[Opening Exercise material section]

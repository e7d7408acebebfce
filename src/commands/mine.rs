use anyhow::{Context, Result};
use clap::{Args, ValueEnum};
use std::fs::File;
use std::io::{self, BufWriter, Write};
use std::path::PathBuf;
use tracing::info;
use wiktminer::{
    config::Config,
    grammar::load_grammar,
    miner::{ExtractionOutcome, Miner, MinerOptions},
};

/// Output row format
#[derive(Debug, Clone, Copy, PartialEq, Eq, ValueEnum)]
pub enum OutputFormat {
    /// Tab-separated `word<TAB>IPA`
    Tsv,
    /// One JSON object per page
    Jsonl,
}

#[derive(Debug, Args)]
pub struct MineArgs {
    /// Grammar: built-in name (e.g. `it`, `enwiktionary`) or TOML file path
    pub grammar: String,

    /// Dump file (.xml or .xml.bz2, `-` for stdin) or chunk directory
    pub dump: PathBuf,

    /// Mine the `.xml` chunk files inside DUMP
    #[arg(long)]
    pub from_dir: bool,

    /// Keep only pages in these namespaces
    #[arg(long, num_args = 1..)]
    pub ns: Vec<i32>,

    /// Pages per chunk
    #[arg(long)]
    pub pages_per_chunk: Option<usize>,

    /// Stop after this many pages
    #[arg(long)]
    pub max_pages: Option<usize>,

    /// Print pages with and without transcription
    #[arg(long, conflicts_with = "without")]
    pub all: bool,

    /// Print only pages without transcription
    #[arg(long)]
    pub without: bool,

    /// Sort rows by word
    #[arg(long)]
    pub sort: bool,

    /// Shortcut for `--ns 0 --format tsv --sort`
    #[arg(long)]
    pub canonical: bool,

    /// Write rows to this file instead of stdout
    #[arg(short, long)]
    pub output_file: Option<PathBuf>,

    /// Row format
    #[arg(long, value_enum, default_value = "tsv")]
    pub format: OutputFormat,

    /// Print mining statistics
    #[arg(long)]
    pub stats: bool,

    /// Hide the progress spinner
    #[arg(short, long)]
    pub quiet: bool,
}

/// Which outcomes become rows
#[derive(Debug, Clone, Copy, PartialEq, Eq)]
enum Selection {
    WithTranscription,
    WithoutTranscription,
    All,
}

impl Selection {
    fn accepts(self, outcome: &ExtractionOutcome) -> bool {
        match self {
            Selection::WithTranscription => outcome.found_transcription,
            Selection::WithoutTranscription => !outcome.found_transcription,
            Selection::All => true,
        }
    }
}

pub fn mine(config: Config, args: MineArgs) -> Result<()> {
    let mut splitter = config.splitter;
    let mut format = args.format;
    let mut sort = args.sort;

    if !args.ns.is_empty() {
        splitter.namespaces = args.ns;
    }
    if let Some(k) = args.pages_per_chunk {
        splitter.pages_per_chunk = k;
    }
    if args.max_pages.is_some() {
        splitter.max_pages = args.max_pages;
    }
    if args.canonical {
        splitter.namespaces = vec![0];
        format = OutputFormat::Tsv;
        sort = true;
    }

    let selection = if args.all {
        Selection::All
    } else if args.without {
        Selection::WithoutTranscription
    } else {
        Selection::WithTranscription
    };

    let grammar = load_grammar(&args.grammar)
        .with_context(|| format!("Failed to load grammar '{}'", args.grammar))?;
    info!(
        "Grammar '{}' ({}), target language block '{}'",
        grammar.language(),
        grammar.mw_type(),
        grammar.target()
    );

    let miner = Miner::new(
        grammar,
        MinerOptions {
            splitter,
            quiet: args.quiet,
        },
    );

    let mut status = miner
        .mine_path(&args.dump, args.from_dir)
        .with_context(|| format!("Failed to mine {}", args.dump.display()))?;

    if sort {
        status.sort_outcomes();
    }

    let writer: Box<dyn Write> = match &args.output_file {
        Some(path) => Box::new(
            File::create(path)
                .with_context(|| format!("Failed to create output file: {}", path.display()))?,
        ),
        None => Box::new(io::stdout().lock()),
    };
    let mut writer = BufWriter::new(writer);

    let rows = write_rows(
        &mut writer,
        status.outcomes.iter().filter(|o| selection.accepts(o)),
        format,
        selection == Selection::All,
    )?;
    writer.flush()?;

    if let Some(path) = &args.output_file {
        info!("Wrote {} rows to {}", rows, path.display());
    }

    if args.stats {
        eprintln!("\n{}", status);
    }

    Ok(())
}

/// Write one row per outcome, returning the number of rows
fn write_rows<'a, W, I>(writer: &mut W, outcomes: I, format: OutputFormat, detailed: bool) -> Result<usize>
where
    W: Write,
    I: Iterator<Item = &'a ExtractionOutcome>,
{
    let mut rows = 0;
    for outcome in outcomes {
        let ipa = outcome.transcription.as_deref().unwrap_or_default();
        match format {
            OutputFormat::Jsonl => writeln!(writer, "{}", serde_json::to_string(outcome)?)?,
            OutputFormat::Tsv if detailed => writeln!(
                writer,
                "{}\t{}\t{}\t{}\t{}",
                outcome.found_block, outcome.found_transcription, outcome.id, outcome.title, ipa
            )?,
            OutputFormat::Tsv => writeln!(writer, "{}\t{}", outcome.title, ipa)?,
        }
        rows += 1;
    }
    Ok(rows)
}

[Closing Exercise material section]

What the task requires: Look through the entries above and find each line where the word "Clone" occurs; copy those lines.

Exercise output:
#[derive(Debug, Clone, Copy, PartialEq, Eq, ValueEnum)]
#[derive(Debug, Clone, Copy, PartialEq, Eq)]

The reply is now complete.